На рубеже веков менялась тематика и шли поиски новых форм не только в литературе, но и в живописи; художники и писатели пристально следили за творчеством друг друга. И. Репин считал, что основной принцип новой поэзии – это «проявление индивидуальных ощущений человеческой души, ощущений иногда таких странных, тонких и глубоких, какие грезятся только поэту».[ [687 - Мастера искусства об искусстве, т. 4. М., 1937, с. 389.]]
«Горящие здания», по замыслу автора, воплощали «лирику современной души»,[ [688 - Бальмонт К. Горящие здания. Лирика современной души. М., 1900.]] души человека конца века, раскрываемой поэтом, выступающим не только от своего имени, но и от имени многих других, «немотствующих».
Круг лирических переживаний Бальмонта широк и изменчив. Его поэтическая личность многолика и соединяет в себе разительные душевные противоречия. В ранних книгах «Под северным небом» (1894), «В безбрежности» (1895) и «Тишина» (1897) преобладает созерцательное настроение. Общая тональность двух последующих, наиболее значительных книг поэта – «Горящие здания» (1900) и «Будем как солнце» (1903) меняется и становится жизнеутверждающей, мажорной. В стихотворении, открывающем последний сборник, поэт говорит:
Я в этот мир пришел, чтоб видеть солнце,
А если день погас,
Я буду петь… Я буду петь о солнце
В предсмертный час!
(с. 204)

В поэзию Бальмонта проникали гражданские настроения времени. Примечательно использование поэтом образа здания, ставшего на рубеже веков образом-сигналом (здание как олицетворение ждущего своего разрушения общественного строя).[ [689 - Именно так образ здания использован Л. Толстым в романе «Воскресение» и М. Горьким в повести «Трое». Позднее к нему обращаются Д. Бедный и другие писатели.]] В романтически приподнятой символике заглавия «Горящие здания» отражено предчувствие революционных событий в России.
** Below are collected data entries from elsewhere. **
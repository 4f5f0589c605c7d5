//! Pipeline stages for page-aware PDF-to-Markdown conversion.
//!
//! Each submodule implements one transformation step. Only [`input`] and
//! [`pdf`] touch the outside world (network, files, pdfium); every other
//! stage is a pure function over the data model in [`crate::output`], which
//! is what the unit tests lean on.
//!
//! ## Data Flow
//!
//! ```text
//! input ──▶ pdf(probe) ──▶ analyze ──▶ process ──▶ assemble ──▶ postprocess
//! (URL/path) (pdfium)     (classify)  (route+OCR)  (join)       (cleanup)
//!                │                        ▲
//!                └──▶ pdf(render) ─▶ encode
//! ```
//!
//! 1. [`input`] resolves a path or URL to a local file and rejects non-PDFs
//! 2. [`pdf`] probes each page (text, spans, images) and later rasterises the
//!    OCR pages, all inside `spawn_blocking`
//! 3. [`analyze`] classifies pages and the document, with [`tables`] for
//!    tabular text
//! 4. [`process`] routes pages to OCR or [`extract`], concurrently
//! 5. [`assemble`] joins chunks and runs [`postprocess`]

pub mod analyze;
pub mod assemble;
pub mod encode;
pub mod extract;
pub mod input;
pub mod pdf;
pub mod postprocess;
pub mod process;
pub mod tables;
//! File-type detection: magic bytes first, extension second.
//!
//! Only PDFs go through the converter; everything else is identified so
//! callers can report [`ConvertError::UnsupportedType`] with a real type name
//! instead of a pdfium parse failure.
//!
//! [`ConvertError::UnsupportedType`]: crate::error::ConvertError::UnsupportedType

use serde::{Deserialize, Serialize};
use std::fmt;
use std::fs::File;
use std::io::{self, Read};
use std::path::Path;
use tracing::debug;
use zip::ZipArchive;

/// Detected file type.
#[derive(Debug, Clone, Copy, PartialEq, Eq, Hash, Serialize, Deserialize)]
#[serde(rename_all = "lowercase")]
pub enum FileType {
    Pdf,
    Docx,
    Doc,
    Pptx,
    Ppt,
    Xlsx,
    Xls,
    Jpeg,
    Png,
    Gif,
    Tiff,
    Bmp,
    Webp,
    Heic,
    Mp4,
    Avi,
    Mov,
    Wmv,
    Unknown,
}

/// Coarse grouping of [`FileType`].
#[derive(Debug, Clone, Copy, PartialEq, Eq, Hash, Serialize, Deserialize)]
#[serde(rename_all = "lowercase")]
pub enum FileCategory {
    Pdf,
    Office,
    Image,
    Video,
    Unknown,
}

impl FileType {
    pub fn as_str(&self) -> &'static str {
        match self {
            FileType::Pdf => "pdf",
            FileType::Docx => "docx",
            FileType::Doc => "doc",
            FileType::Pptx => "pptx",
            FileType::Ppt => "ppt",
            FileType::Xlsx => "xlsx",
            FileType::Xls => "xls",
            FileType::Jpeg => "jpeg",
            FileType::Png => "png",
            FileType::Gif => "gif",
            FileType::Tiff => "tiff",
            FileType::Bmp => "bmp",
            FileType::Webp => "webp",
            FileType::Heic => "heic",
            FileType::Mp4 => "mp4",
            FileType::Avi => "avi",
            FileType::Mov => "mov",
            FileType::Wmv => "wmv",
            FileType::Unknown => "unknown",
        }
    }

    pub fn category(&self) -> FileCategory {
        use FileType::*;
        match self {
            Pdf => FileCategory::Pdf,
            Docx | Doc | Pptx | Ppt | Xlsx | Xls => FileCategory::Office,
            Jpeg | Png | Gif | Tiff | Bmp | Webp | Heic => FileCategory::Image,
            Mp4 | Avi | Mov | Wmv => FileCategory::Video,
            Unknown => FileCategory::Unknown,
        }
    }

    /// Map a file extension (with or without the dot, any case).
    pub fn from_extension(ext: &str) -> FileType {
        match ext.trim_start_matches('.').to_ascii_lowercase().as_str() {
            "pdf" => FileType::Pdf,
            "docx" => FileType::Docx,
            "doc" => FileType::Doc,
            "pptx" => FileType::Pptx,
            "ppt" => FileType::Ppt,
            "xlsx" => FileType::Xlsx,
            "xls" => FileType::Xls,
            "jpg" | "jpeg" => FileType::Jpeg,
            "png" => FileType::Png,
            "gif" => FileType::Gif,
            "tif" | "tiff" => FileType::Tiff,
            "bmp" => FileType::Bmp,
            "webp" => FileType::Webp,
            "heic" | "heif" => FileType::Heic,
            "mp4" | "m4v" => FileType::Mp4,
            "avi" => FileType::Avi,
            "mov" => FileType::Mov,
            "wmv" => FileType::Wmv,
            _ => FileType::Unknown,
        }
    }
}

impl fmt::Display for FileType {
    fn fmt(&self, f: &mut fmt::Formatter<'_>) -> fmt::Result {
        f.write_str(self.as_str())
    }
}

const ZIP_MAGIC: &[u8] = b"PK\x03\x04";
const OLE2_MAGIC: &[u8] = b"\xD0\xCF\x11\xE0\xA1\xB1\x1A\xE1";
const ASF_MAGIC: &[u8] = b"\x30\x26\xB2\x75\x8E\x66\xCF\x11";

/// Classify from the first bytes of a file plus its extension.
///
/// Containers that several formats share (ZIP, OLE2) are disambiguated by
/// extension; [`detect_path`] additionally looks inside ZIP archives.
pub fn detect_bytes(head: &[u8], extension: Option<&str>) -> FileType {
    let by_ext = extension.map(FileType::from_extension).unwrap_or(FileType::Unknown);

    let by_magic = if head.starts_with(b"%PDF") {
        Some(FileType::Pdf)
    } else if head.starts_with(b"\xFF\xD8\xFF") {
        Some(FileType::Jpeg)
    } else if head.starts_with(b"\x89PNG") {
        Some(FileType::Png)
    } else if head.starts_with(b"GIF8") {
        Some(FileType::Gif)
    } else if head.starts_with(b"II\x2A\x00") || head.starts_with(b"MM\x00\x2A") {
        Some(FileType::Tiff)
    } else if head.starts_with(b"BM") {
        Some(FileType::Bmp)
    } else if head.starts_with(b"RIFF") && head.len() >= 12 {
        match &head[8..12] {
            b"WEBP" => Some(FileType::Webp),
            b"AVI " => Some(FileType::Avi),
            _ => None,
        }
    } else if head.len() >= 12 && &head[4..8] == b"ftyp" {
        match &head[8..12] {
            b"qt  " => Some(FileType::Mov),
            b"heic" | b"heix" | b"mif1" | b"msf1" => Some(FileType::Heic),
            _ => Some(FileType::Mp4),
        }
    } else if head.starts_with(ASF_MAGIC) {
        Some(FileType::Wmv)
    } else if head.starts_with(ZIP_MAGIC) || head.starts_with(OLE2_MAGIC) {
        Some(if by_ext.category() == FileCategory::Office {
            by_ext
        } else {
            FileType::Unknown
        })
    } else {
        None
    };

    by_magic.unwrap_or(by_ext)
}

/// Detect the type of a file on disk.
pub fn detect_path(path: &Path) -> io::Result<FileType> {
    let mut head = [0u8; 16];
    let mut file = File::open(path)?;
    let n = read_up_to(&mut file, &mut head)?;
    let head = &head[..n];
    let extension = path.extension().and_then(|e| e.to_str());

    let mut detected = detect_bytes(head, extension);
    if detected.category() != FileCategory::Office && head.starts_with(ZIP_MAGIC) {
        if let Some(office) = sniff_ooxml(path) {
            detected = office;
        }
    }
    debug!("Detected {} for {}", detected, path.display());
    Ok(detected)
}

fn read_up_to(reader: &mut impl Read, buf: &mut [u8]) -> io::Result<usize> {
    let mut filled = 0;
    while filled < buf.len() {
        match reader.read(&mut buf[filled..])? {
            0 => break,
            n => filled += n,
        }
    }
    Ok(filled)
}

/// Identify an Office Open XML package by its top-level part directories.
fn sniff_ooxml(path: &Path) -> Option<FileType> {
    let archive = ZipArchive::new(File::open(path).ok()?).ok()?;
    let mut names = archive.file_names();
    names.find_map(|name| {
        if name.starts_with("word/") {
            Some(FileType::Docx)
        } else if name.starts_with("ppt/") {
            Some(FileType::Pptx)
        } else if name.starts_with("xl/") {
            Some(FileType::Xlsx)
        } else {
            None
        }
    })
}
Образы огня, пожара, зарева, набата были излюбленными образами демократической литературы нового века, и Бальмонт в этом плане перекликался с нею. Тревожное ожидание чувствуется и в его сонете «Крик часового». Общий тон сборника 1900 г. определяли строки из стихотворения «Кинжальные слова»:
Я хочу горящих зданий,
Я хочу кричащих бурь!
(с. 147)

В книге «Будем как солнце» одно из стихотворений («Голос заката»), в свою очередь, имело социально-иносказательную концовку:
Любите ваши сны безмерною любовью,
О, дайте вспыхнуть им, а не бессильно тлеть,
Сознав, что теплой алой кровью
Вам нужно их запечатлеть.
(с. 206)

То, что Бальмонт не отрицал гражданственности литературы, выделяло его среди других символистов, которые стали активно приобщаться к ней лишь в эпоху революции 1905 г.
Эзопов язык литературы второй половины XIX столетия сменился на рубеже веков языком символов, к которому широко прибегали писатели демократического лагеря, в том числе Чехов и Короленко. Показательно, что для А. Белого творчество Чехова «стало подножием русского символизма».[ [690 - Белый А. Арабески, с. 397.]]
Демократический читатель быстро усваивал этот язык. «Кинжальным словам» Бальмонта явно не хватало разящей твердости, но читатель рубежа веков по-своему расшифровывал символику ряда его стихотворений, усматривая в них отражение собственных настроений. Так, например, были истолкованы «Подводные растения» в рабочей аудитории.[ [691 - См.: Голубков В. В. В рабочей аудитории. – В кн.: Пречистенские рабочие курсы. Первый рабочий университет в Москве. М., 1948, с. 168–169.]] Весьма примечательно отношение Горького к Бальмонту, с которым он познакомился в 1901 г.: «Дьявольски интересен и талантлив этот нейрастеник! Настраиваю его на демократический лад».[ [692 - Горький М. Собр. соч. в 30-ти т., т. 28. М., 1954, с. 199. – Об отношении Горького к Бальмонту см.: Сухарев Г. М. Горький и Бальмонт. (Из истории их литературных связей). – Учен. зап. Иванов. пед. ин-та, 1970, т. 73, с. 73–82.]] Надежды на «демократизацию» Бальмонта Горький не терял в течение ряда лет. Поэт-символист остается верен романтически-индивидуалистическому мировосприятию, но шаги в сторону демократизации своего творчества, как увидим далее, им все же делались.
В поэзии Бальмонта нашли воплощение некоторые общие для символистской поэзии темы и мотивы. Считая непременным качеством современной души ее многоликость и способность к одновременным взлетам и падениям («В душах есть все», 1898), Бальмонт придавал своему лирическому герою множество противоречивых ликов. Его поэзия отдала подчеркнутую дань индивидуализму, увлечению ницшеанством («Аккорды», «Я ненавижу человечество» и др.), вызывающей эротике. Особенно шокировало читателей его стихотворение «Хочу быть дерзким, хочу быть смелым <…> Хочу одежды с тебя сорвать!». Отразила поэзия Бальмонта и безразличие к нравственным оценкам («Жить среди беззакония»).
Что бесчестное? Честное?
Что горит? Что темно?
Я иду в неизвестное,
И душе все равно.[ [693 - Бальмонт К. Полн. собр. стихов, т. 3. М., 1908, с. 59.]]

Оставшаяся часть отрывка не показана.